Posté par
jankrisb
C'est bien beau d'intégrer Dieu à l'amour. Ca permet en effet d'obtenir de chouettes définitions de l'amour, de lui attribuer une majuscule, de le sacraliser et de le détacher noblement de la soit disant sordide activité sexuelle.
Sauf que... l'existence de dieu demeure ultra hypothétique. Plus encore, en matière de production d'hypothèses, celle de l'existence de dieu fait partie de celles qui sont les plus audacieuses, les plus fantasmagoriques et donc... des moins rigoureuses. Ajoutons qu'aucune démarche rationnelle ne permet de la valider.

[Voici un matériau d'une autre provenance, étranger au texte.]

//! Authorization-code exchange engine
//!
//! One sign-in attempt moves through these phases, never backwards:
//!
//! - `Initiated`: state + PKCE verifier stored with a TTL, URL returned
//! - `CallbackReceived`: `(code, state)` matched against the stored state,
//!   which is consumed whether or not the rest succeeds
//! - `TokenExchanged`: provider token endpoint returned an access token
//! - `IdentityFetched`: provider profile turned into an `ExternalIdentity`
//! - `Resolved`: identity mapped to a user (done by the caller via
//!   `IdentityDirectory`)
//!
//! Abandoned attempts are removed by `sweep_expired()` once their TTL passes.

use std::collections::HashMap;
use std::future::Future;
use std::sync::Arc;
use std::time::Duration;

use tokio::sync::Mutex;
use tracing::{debug, info, instrument, warn};

use crate::error::{Error, Result};
use crate::identity::ExternalIdentity;
use crate::pkce;
use crate::provider::Provider;

/// Phase of a sign-in attempt, for logs.
#[derive(Debug, Clone, Copy, PartialEq, Eq)]
pub enum ExchangePhase {
    Initiated,
    CallbackReceived,
    TokenExchanged,
    IdentityFetched,
    Resolved,
}

impl ExchangePhase {
    pub fn label(&self) -> &'static str {
        match self {
            ExchangePhase::Initiated => "initiated",
            ExchangePhase::CallbackReceived => "callback_received",
            ExchangePhase::TokenExchanged => "token_exchanged",
            ExchangePhase::IdentityFetched => "identity_fetched",
            ExchangePhase::Resolved => "resolved",
        }
    }
}

#[derive(Debug, Clone)]
pub struct ExchangeSettings {
    /// Lifetime of a pending sign-in attempt
    pub state_ttl: Duration,
    /// Upper bound on each provider call
    pub provider_timeout: Duration,
    /// Most attempts kept at once; further `initiate` calls fail until
    /// callbacks or the sweep free a slot
    pub max_pending: usize,
    /// Callback URL prefix; the provider id is appended, e.g.
    /// `https://api.example.com/auth/callback` + `/google`
    pub callback_base: String,
}

impl ExchangeSettings {
    pub fn redirect_uri(&self, provider_id: &str) -> String {
        format!("{}/{provider_id}", self.callback_base.trim_end_matches('/'))
    }
}

/// Result of starting a sign-in.
#[derive(Debug, Clone)]
pub struct Initiated {
    pub state: String,
    pub authorization_url: String,
}

/// Server-side record of a started sign-in.
struct PendingExchange {
    provider_id: String,
    verifier: String,
    expires_at: u64,
}

pub struct ExchangeEngine {
    providers: HashMap<String, Arc<dyn Provider>>,
    pending: Mutex<HashMap<String, PendingExchange>>,
    client: reqwest::Client,
    settings: ExchangeSettings,
}
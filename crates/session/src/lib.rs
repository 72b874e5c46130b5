//! Session core: signed access tokens and the server-side session store
//!
//! Lifecycle:
//! 1. `SessionStore::create()` allocates a handle and the first refresh token
//! 2. `TokenCodec::issue()` signs a short-lived access token for the handle
//! 3. Requests present the access token; `TokenCodec::verify()` checks it
//! 4. Expired access tokens are replaced by presenting the refresh token to
//!    `SessionStore::rotate_refresh_token()`, which consumes it exactly once
//! 5. `SessionStore::revoke()` on sign-out or replay; `sweep_expired()` cleans up

pub mod codec;
pub mod error;
mod ids;
pub mod store;

pub use codec::{Claims, KeySet, SigningKey, TokenCodec};
pub use error::{Error, Result};
pub use store::{
    RefreshCredential, RefreshTokenRecord, Session, SessionMetadata, SessionStore, StoreBackend,
    StoreSettings,
};

pub use common::now_millis;
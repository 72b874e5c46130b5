//! HTTP error responses
//!
//! Request-scoped failures become JSON responses here; no handler panics on
//! them. Credential failures never say why: every one is a bare 401.

use axum::Json;
use axum::http::StatusCode;
use axum::response::{IntoResponse, Response};
use serde_json::json;
use tracing::{error, info, warn};

#[derive(Debug, thiserror::Error)]
pub enum ApiError {
    #[error("unauthorised")]
    Unauthenticated,

    /// A request field the caller can fix (e.g. an unknown provider)
    #[error("{0}")]
    Field(String),

    /// A request that cannot succeed as sent (bad state, provider refusal)
    #[error("{0}")]
    General(String),

    #[error("{0}")]
    Unavailable(String),

    #[error("{0}")]
    Internal(String),
}

impl From<session_manager::Error> for ApiError {
    fn from(err: session_manager::Error) -> Self {
        use thirdparty::Error as SignIn;

        match err {
            session_manager::Error::Unauthenticated => ApiError::Unauthenticated,
            session_manager::Error::SignIn(SignIn::UnknownProvider(id)) => {
                ApiError::Field(format!("unknown provider: {id}"))
            }
            session_manager::Error::SignIn(SignIn::InvalidState(msg)) => {
                ApiError::General(format!("invalid sign-in attempt: {msg}"))
            }
            session_manager::Error::SignIn(SignIn::ProviderRejected(detail)) => {
                info!(error = %detail, "provider rejected sign-in");
                ApiError::General("provider rejected sign-in".into())
            }
            session_manager::Error::SignIn(SignIn::ProviderUnavailable(detail)) => {
                warn!(error = %detail, "provider unavailable");
                ApiError::Unavailable("provider unavailable, try again later".into())
            }
            session_manager::Error::SignIn(other) => ApiError::Internal(other.to_string()),
            session_manager::Error::Internal(msg) => ApiError::Internal(msg),
        }
    }
}

impl IntoResponse for ApiError {
    fn into_response(self) -> Response {
        let (status, body) = match &self {
            ApiError::Unauthenticated => (
                StatusCode::UNAUTHORIZED,
                json!({ "message": "unauthorised" }),
            ),
            ApiError::Field(msg) => (
                StatusCode::BAD_REQUEST,
                json!({ "status": "FIELD_ERROR", "message": msg }),
            ),
            ApiError::General(msg) => (
                StatusCode::BAD_REQUEST,
                json!({ "status": "GENERAL_ERROR", "message": msg }),
            ),
            ApiError::Unavailable(msg) => (
                StatusCode::SERVICE_UNAVAILABLE,
                json!({ "status": "GENERAL_ERROR", "message": msg }),
            ),
            ApiError::Internal(detail) => {
                error!(error = %detail, "internal error while handling request");
                (
                    StatusCode::INTERNAL_SERVER_ERROR,
                    json!({ "message": "internal error" }),
                )
            }
        };
        (status, Json(body)).into_response()
    }
}
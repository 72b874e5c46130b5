//! Error types for third-party sign-in

/// Errors from the authorization-code exchange.
///
/// `ProviderUnavailable` is worth retrying from a fresh sign-in.
/// `InvalidState`, `ProviderRejected` and `UnknownProvider` end the attempt.
#[derive(Debug, thiserror::Error)]
pub enum Error {
    #[error("invalid or expired sign-in state: {0}")]
    InvalidState(String),

    #[error("identity provider unavailable: {0}")]
    ProviderUnavailable(String),

    #[error("identity provider rejected the request: {0}")]
    ProviderRejected(String),

    #[error("unknown identity provider: {0}")]
    UnknownProvider(String),

    #[error("invalid provider configuration: {0}")]
    InvalidConfig(String),

    #[error("user directory snapshot error: {0}")]
    Snapshot(#[from] common::Error),
}

impl Error {
    /// Whether restarting the sign-in has a chance of succeeding.
    pub fn is_retryable(&self) -> bool {
        matches!(self, Error::ProviderUnavailable(_))
    }
}

/// Result alias for sign-in operations.
pub type Result<T> = std::result::Result<T, Error>;
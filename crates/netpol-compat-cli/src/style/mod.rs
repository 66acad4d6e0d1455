//! CLI styling utilities for terminal output.
//!
//! Provides semantic colors, output helpers and formatted tables.

use std::sync::atomic::{AtomicBool, Ordering};

pub mod colors;
pub mod output;
pub mod table;

pub use colors::SemanticStyle;
pub use output::*;
pub use table::*;

/// Global flag to track if colors are disabled.
static NO_COLOR: AtomicBool = AtomicBool::new(false);

/// Sets the global no-color flag.
pub fn set_no_color(value: bool) {
    NO_COLOR.store(value, Ordering::SeqCst);
}

/// Checks if colors are disabled.
pub fn no_color() -> bool {
    NO_COLOR.load(Ordering::SeqCst)
}
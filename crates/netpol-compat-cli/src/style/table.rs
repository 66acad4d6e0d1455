//! Table formatting using comfy-table.

use comfy_table::modifiers::UTF8_ROUND_CORNERS;
use comfy_table::presets::UTF8_FULL;
use comfy_table::{Attribute, Cell, Color, ContentArrangement, Table};
use netpol_compat::{PairOutcome, PairReport};

fn styled_table() -> Table {
    let mut table = Table::new();
    table
        .load_preset(UTF8_FULL)
        .apply_modifier(UTF8_ROUND_CORNERS)
        .set_content_arrangement(ContentArrangement::Dynamic);
    table
}

fn colored(text: &str, color: Color) -> Cell {
    if super::no_color() {
        Cell::new(text)
    } else {
        Cell::new(text).fg(color)
    }
}

/// Creates a table with one row per checked pair.
pub fn batch_table(reports: &[PairReport]) -> Table {
    let mut table = styled_table();

    let header_cells: Vec<Cell> = ["Ingress", "Egress", "Result", "Stage", "Detail"]
        .iter()
        .map(|col| {
            if super::no_color() {
                Cell::new(col)
            } else {
                Cell::new(col)
                    .add_attribute(Attribute::Bold)
                    .fg(Color::Cyan)
            }
        })
        .collect();
    table.set_header(header_cells);

    for report in reports {
        let (result, stage, detail) = match &report.outcome {
            PairOutcome::Verdict(verdict) if verdict.compatible => (
                colored("compatible", Color::Green),
                verdict.stage.to_string(),
                verdict
                    .witness_label
                    .as_ref()
                    .map(ToString::to_string)
                    .unwrap_or_default(),
            ),
            PairOutcome::Verdict(verdict) => (
                colored("breaks", Color::Red),
                verdict.stage.to_string(),
                format!("missing {}", crate::commands::format_ports(&verdict.missing_ports)),
            ),
            PairOutcome::Error { reason } => {
                (colored("error", Color::Yellow), "-".to_string(), reason.clone())
            }
        };

        table.add_row(vec![
            Cell::new(&report.pair.ingress),
            Cell::new(&report.pair.egress),
            result,
            Cell::new(stage),
            Cell::new(detail),
        ]);
    }

    table
}

/// Prints the batch report table.
pub fn print_batch_table(reports: &[PairReport]) {
    println!("{}", batch_table(reports));
}

/// Creates a key-value info table (two columns: key and value).
pub fn info_table(entries: &[(String, String)]) -> Table {
    let mut table = styled_table();

    for (key, value) in entries {
        table.add_row(vec![colored(key, Color::DarkGrey), Cell::new(value)]);
    }

    table
}

/// Prints a key-value info table.
pub fn print_info_table(entries: &[(String, String)]) {
    println!("{}", info_table(entries));
}
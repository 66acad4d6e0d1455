//! Single pair check.

use std::path::Path;
use std::process::ExitCode;

use anyhow::Result;
use netpol_compat::{
    CompatibilityResult, PairOutcome, PairReport, PeerMatching, PolicyPair, check_pair,
};

use crate::style::{SemanticStyle, print_error, print_failure, print_labeled, print_success};

pub fn run(
    project: &Path,
    dir: Option<&Path>,
    pair: &PolicyPair,
    json: bool,
    peer_matching: Option<PeerMatching>,
) -> Result<ExitCode> {
    let config = super::load_config(project)?;

    let mut options = config.evaluation_options();
    if let Some(peer_matching) = peer_matching {
        options = options.with_peer_matching(peer_matching);
    }

    let source = super::policy_source(&config, dir);
    let report = check_pair(&source, pair, &options);

    if super::wants_json(&config, json) {
        println!("{}", serde_json::to_string_pretty(&report)?);
    } else {
        print_report(&report);
    }

    Ok(super::exit_code(&report))
}

fn print_report(report: &PairReport) {
    match &report.outcome {
        PairOutcome::Verdict(result) => {
            if result.compatible {
                print_success(&format!("compatible: {}", report.pair.to_string().code()));
            } else {
                print_failure(&format!(
                    "traffic would break: {}",
                    report.pair.to_string().code()
                ));
            }
            print_verdict_details(result);
        }
        PairOutcome::Error { reason } => {
            print_error(&format!("could not check {}: {reason}", report.pair));
        }
    }
}

fn print_verdict_details(result: &CompatibilityResult) {
    print_labeled("stage", &result.stage.to_string());
    if let Some(witness) = &result.witness_label {
        print_labeled("ingress peer match", &witness.to_string());
    }
    if let Some(witness) = &result.egress_witness_label {
        print_labeled("egress peer match", &witness.to_string());
    }
    if !result.missing_ports.is_empty() {
        print_labeled(
            "missing egress ports",
            &super::format_ports(&result.missing_ports).warning(),
        );
    }
}
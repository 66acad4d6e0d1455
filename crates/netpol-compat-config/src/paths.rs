//! Path utilities and XDG directory discovery

use crate::ConfigError;
use directories::ProjectDirs;
use std::path::{Path, PathBuf};

/// XDG-compliant paths for netpol-compat
pub struct Paths {
    project_dirs: Option<ProjectDirs>,
}

impl Paths {
    /// Create a new Paths instance with XDG discovery
    pub fn new() -> Self {
        Self {
            project_dirs: ProjectDirs::from("dev", "netpol-compat", "netpol-compat"),
        }
    }

    /// Get user config directory (~/.config/netpol-compat/)
    pub fn user_config_dir(&self) -> Result<PathBuf, ConfigError> {
        self.project_dirs
            .as_ref()
            .map(|p| p.config_dir().to_path_buf())
            .ok_or(ConfigError::NoUserConfigDir)
    }

    /// Get user config file path (~/.config/netpol-compat/config.toml)
    pub fn user_config_file(&self) -> Result<PathBuf, ConfigError> {
        Ok(self.user_config_dir()?.join("config.toml"))
    }

    /// Get project config file path (netpol-compat.toml)
    pub fn project_config_file(project_dir: impl AsRef<Path>) -> PathBuf {
        project_dir.as_ref().join("netpol-compat.toml")
    }

    /// Get local config file path (netpol-compat.local.toml, gitignored)
    pub fn local_config_file(project_dir: impl AsRef<Path>) -> PathBuf {
        project_dir.as_ref().join("netpol-compat.local.toml")
    }

    /// Check if a project has a netpol-compat.toml
    pub fn is_configured(project_dir: impl AsRef<Path>) -> bool {
        Self::project_config_file(project_dir).exists()
    }
}

impl Default for Paths {
    fn default() -> Self {
        Self::new()
    }
}

#[cfg(test)]
mod tests {
    use super::*;
    use tempfile::tempdir;

    #[test]
    fn test_xdg_paths() {
        let paths = Paths::new();

        // Platform dependent; only check the shape when available
        if let Ok(config_file) = paths.user_config_file() {
            assert!(config_file.to_string_lossy().contains("netpol-compat"));
            assert!(config_file.ends_with("config.toml"));
        }
    }

    #[test]
    fn test_project_paths() {
        let temp_dir = tempdir().expect("Failed to create temp dir");
        let project_dir = temp_dir.path();

        let config_file = Paths::project_config_file(project_dir);
        assert_eq!(config_file, project_dir.join("netpol-compat.toml"));

        let local_file = Paths::local_config_file(project_dir);
        assert_eq!(local_file, project_dir.join("netpol-compat.local.toml"));

        assert!(!Paths::is_configured(project_dir));
        std::fs::write(&config_file, "[policies]\ndir = \"policies\"\n").unwrap();
        assert!(Paths::is_configured(project_dir));
    }
}
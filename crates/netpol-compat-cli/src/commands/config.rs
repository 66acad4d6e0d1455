//! Configuration management commands.

use std::path::Path;

use anyhow::Result;
use netpol_compat_config::Paths;

use crate::ConfigFormat;
use crate::style::{SemanticStyle, print_hint, print_labeled};

/// Show the merged configuration.
pub fn show(project: &Path, format: ConfigFormat) -> Result<()> {
    let config = super::load_config(project)?;

    match format {
        ConfigFormat::Json => {
            println!("{}", serde_json::to_string_pretty(&config)?);
        }
        ConfigFormat::Toml => {
            println!("{}", toml::to_string_pretty(&config)?);
        }
        ConfigFormat::Text => {
            println!("{}", "netpol-compat configuration".header());
            println!();

            println!("Evaluation:");
            print_labeled("Peer matching", config.evaluation.peer_matching.as_str());
            print_labeled(
                "Namespace selectors",
                config.evaluation.namespace_selectors.as_str(),
            );
            println!();

            println!("Policies:");
            print_labeled("Directory", &config.policies.dir.display().to_string());
            println!();

            println!("Batch:");
            print_labeled("Parallel", &config.batch.parallel.to_string());
            print_labeled("Pairs", &config.batch.pairs.len().to_string());
            for pair in &config.batch.pairs {
                println!("    {}", pair.to_string().code());
            }
            println!();

            println!("Output:");
            print_labeled("Format", config.output.format.as_str());
            print_labeled("Color", &config.output.color.to_string());

            if !Paths::is_configured(project) {
                println!();
                print_hint(&format!(
                    "No netpol-compat.toml in {}; showing defaults and overrides",
                    project.display()
                ));
            }
        }
    }

    Ok(())
}
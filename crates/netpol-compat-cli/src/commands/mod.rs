//! CLI command implementations.

use std::path::Path;
use std::process::ExitCode;

use anyhow::{Context, Result};
use netpol_compat::{DirectoryPolicySource, PairReport, PortMap};
use netpol_compat_config::{CompatConfig, OutputFormat};

pub mod batch;
pub mod check;
pub mod config;
pub mod inspect;
pub mod version;

/// Traffic keeps flowing.
pub const EXIT_COMPATIBLE: u8 = 0;
/// At least one pair would break traffic or failed to load in a batch.
pub const EXIT_BREAKS: u8 = 1;
/// A policy or the configuration could not be loaded.
pub const EXIT_LOAD_ERROR: u8 = 2;

/// Loads the layered configuration for `project` and applies its output settings.
fn load_config(project: &Path) -> Result<CompatConfig> {
    let config = CompatConfig::load_from_dir(project).with_context(|| {
        format!("Failed to load configuration in {}", project.display())
    })?;

    if !config.output.color {
        crate::style::set_no_color(true);
    }

    Ok(config)
}

fn policy_source(config: &CompatConfig, dir: Option<&Path>) -> DirectoryPolicySource {
    match dir {
        Some(dir) => DirectoryPolicySource::new(dir),
        None => DirectoryPolicySource::new(&config.policies.dir),
    }
}

fn wants_json(config: &CompatConfig, json: bool) -> bool {
    json || config.output.format == OutputFormat::Json
}

fn exit_code(report: &PairReport) -> ExitCode {
    if report.is_error() {
        ExitCode::from(EXIT_LOAD_ERROR)
    } else if report.breaks_traffic() {
        ExitCode::from(EXIT_BREAKS)
    } else {
        ExitCode::from(EXIT_COMPATIBLE)
    }
}

/// Renders a port map as `TCP: 80, 53; UDP: 53`.
pub(crate) fn format_ports(ports: &PortMap) -> String {
    if ports.is_empty() {
        return "-".to_string();
    }
    ports
        .iter()
        .map(|(protocol, specs)| {
            let specs: Vec<&str> = specs.iter().map(|spec| spec.as_str()).collect();
            format!("{protocol}: {}", specs.join(", "))
        })
        .collect::<Vec<_>>()
        .join("; ")
}
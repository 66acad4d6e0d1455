//! Configuration loader with multi-source merging

use crate::{CompatConfig, Paths};
use anyhow::{Context, Result};
use std::env;
use std::path::{Path, PathBuf};

/// Configuration loader with builder pattern
pub struct ConfigLoader {
    project_dir: PathBuf,
    env_prefix: String,
    user_config: bool,
}

impl ConfigLoader {
    /// Create a new config loader with default project directory (current dir)
    pub fn new() -> Self {
        Self {
            project_dir: env::current_dir().unwrap_or_else(|_| PathBuf::from(".")),
            env_prefix: "NPC".to_string(),
            user_config: true,
        }
    }

    /// Set the project directory
    pub fn with_project_dir(mut self, dir: impl AsRef<Path>) -> Self {
        self.project_dir = dir.as_ref().to_path_buf();
        self
    }

    /// Set the environment variable prefix (default: "NPC")
    pub fn with_env_prefix(mut self, prefix: impl Into<String>) -> Self {
        self.env_prefix = prefix.into();
        self
    }

    /// Skip ~/.config/netpol-compat/config.toml
    pub fn without_user_config(mut self) -> Self {
        self.user_config = false;
        self
    }

    /// Load configuration from all sources with proper precedence
    pub fn load(self) -> Result<CompatConfig> {
        let mut builder = config::Config::builder();

        // 1. Start with built-in defaults
        let defaults = CompatConfig::default();
        builder = builder.add_source(config::Config::try_from(&defaults)?);

        // 2. User config (~/.config/netpol-compat/config.toml)
        if self.user_config {
            if let Ok(user_config_file) = Paths::new().user_config_file() {
                builder = builder.add_source(
                    config::File::from(user_config_file)
                        .required(false)
                        .format(config::FileFormat::Toml),
                );
            }
        }

        // 3. Project config (netpol-compat.toml)
        builder = builder.add_source(
            config::File::from(Paths::project_config_file(&self.project_dir))
                .required(false)
                .format(config::FileFormat::Toml),
        );

        // 4. Local config (netpol-compat.local.toml, gitignored)
        builder = builder.add_source(
            config::File::from(Paths::local_config_file(&self.project_dir))
                .required(false)
                .format(config::FileFormat::Toml),
        );

        // 5. Environment variables (NPC_<SECTION>__<KEY>)
        builder = builder.add_source(
            config::Environment::with_prefix(&self.env_prefix)
                .prefix_separator("_")
                .separator("__")
                .try_parsing(true),
        );

        let config = builder.build().context("Failed to build configuration")?;

        let mut compat_config: CompatConfig = config
            .try_deserialize()
            .context("Failed to deserialize configuration")?;

        compat_config
            .validate()
            .context("Configuration failed validation")?;
        compat_config.resolve_paths(&self.project_dir);

        Ok(compat_config)
    }

    /// Load configuration or return defaults if not found
    pub fn load_or_default(self) -> CompatConfig {
        self.load().unwrap_or_default()
    }
}

impl Default for ConfigLoader {
    fn default() -> Self {
        Self::new()
    }
}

Gardons nous donc d'appuyer quoi que ce soit sur une telle hypothèse, du moins si nous voulons être un peu rigoureux, et même si certains trouveront que l'amour y perd un peu de sa superbe.
Allons plus loin : si l'amour n'a rien de divin, alors on peut revenir vers le sexe sans peur de se salir les mains. La dissociation soigneuse qu'opèrent certains entre amour et sexe me sidère un peu, surtout quand elle fait mine de s'appuyer sur le texte de Platon. Evidemment, la position idéaliste nous pousse à imaginer Platon éloigné des turpitudes hormonales et du remplissage de corps caverneux. Pour autant, affirmer que l'amour est aspiré par son propre idéal ne dispense pas l'amoureux de décoller depuis un pas de lancement. Sans sexe, pas d'amour. La dialectique platonicienne nous le montre aussi bien que les théories de la sublimation chez Freud. Séparer ainsi le sexe de l'amour lui enlèverait son moteur premier : le plaisir. J'aime quelqu'un quand je sens que les moments passés avec cette personne sont des moments de plaisir, voire de bonheur (mais lier bonheur et amour de maniere indissoluble condamne sans doute l'amour vécu à être irrémédiablement insatisfaisant et incomplet). De la même manière qu'en arrivant dans une nouvelle classe d'école on sentait que tel autre enfant allait nous accompagner de manière plaisante pendant l'année scolaire, nous sentons que telle ou telle personne va nous accompagner de manière plaisante dans cette vie. Et ce plaisir comprend le sexe, même si des siècles de judéo-christianisme nous ont habitués à trouver cette source de plaisir un peu louche. Il n'y a là rien de louche, le sexe est encore la meilleure manière de tisser des liens entre les gens et de constituer des communautés, (n'en déplaise à ceux qui se demandent toujours sur quoi peut bien se fonder la communauté gay). Le sexe ne suffit pas, bien sûr, parce qu'il ne constitue pas la totalité de la réalité humaine, ni individuelle, ni universelle. Mais retirer le sexe de l'amour c'est amputer celui-ci de son membre moteur, si j'ose dire, et le rendre infirme.
Revenons un peu à cette phrase centrale dans le Banquet : "Le désir et la poursuite de tout s'appelle l'amour". L'amour ne supporte donc aucune soustraction, pas même celle du sexe. Il ne supporterait sans doute pas non plus qu'on gonfle ce "tout" jusqu'à ce qu'il devienne "l'universel", il semble donc difficile de vouloir faire entrer un concept tel que celui de "dieu" au sein même de l'amour, sous peine de voir celui ci devenir impossible, et exploser.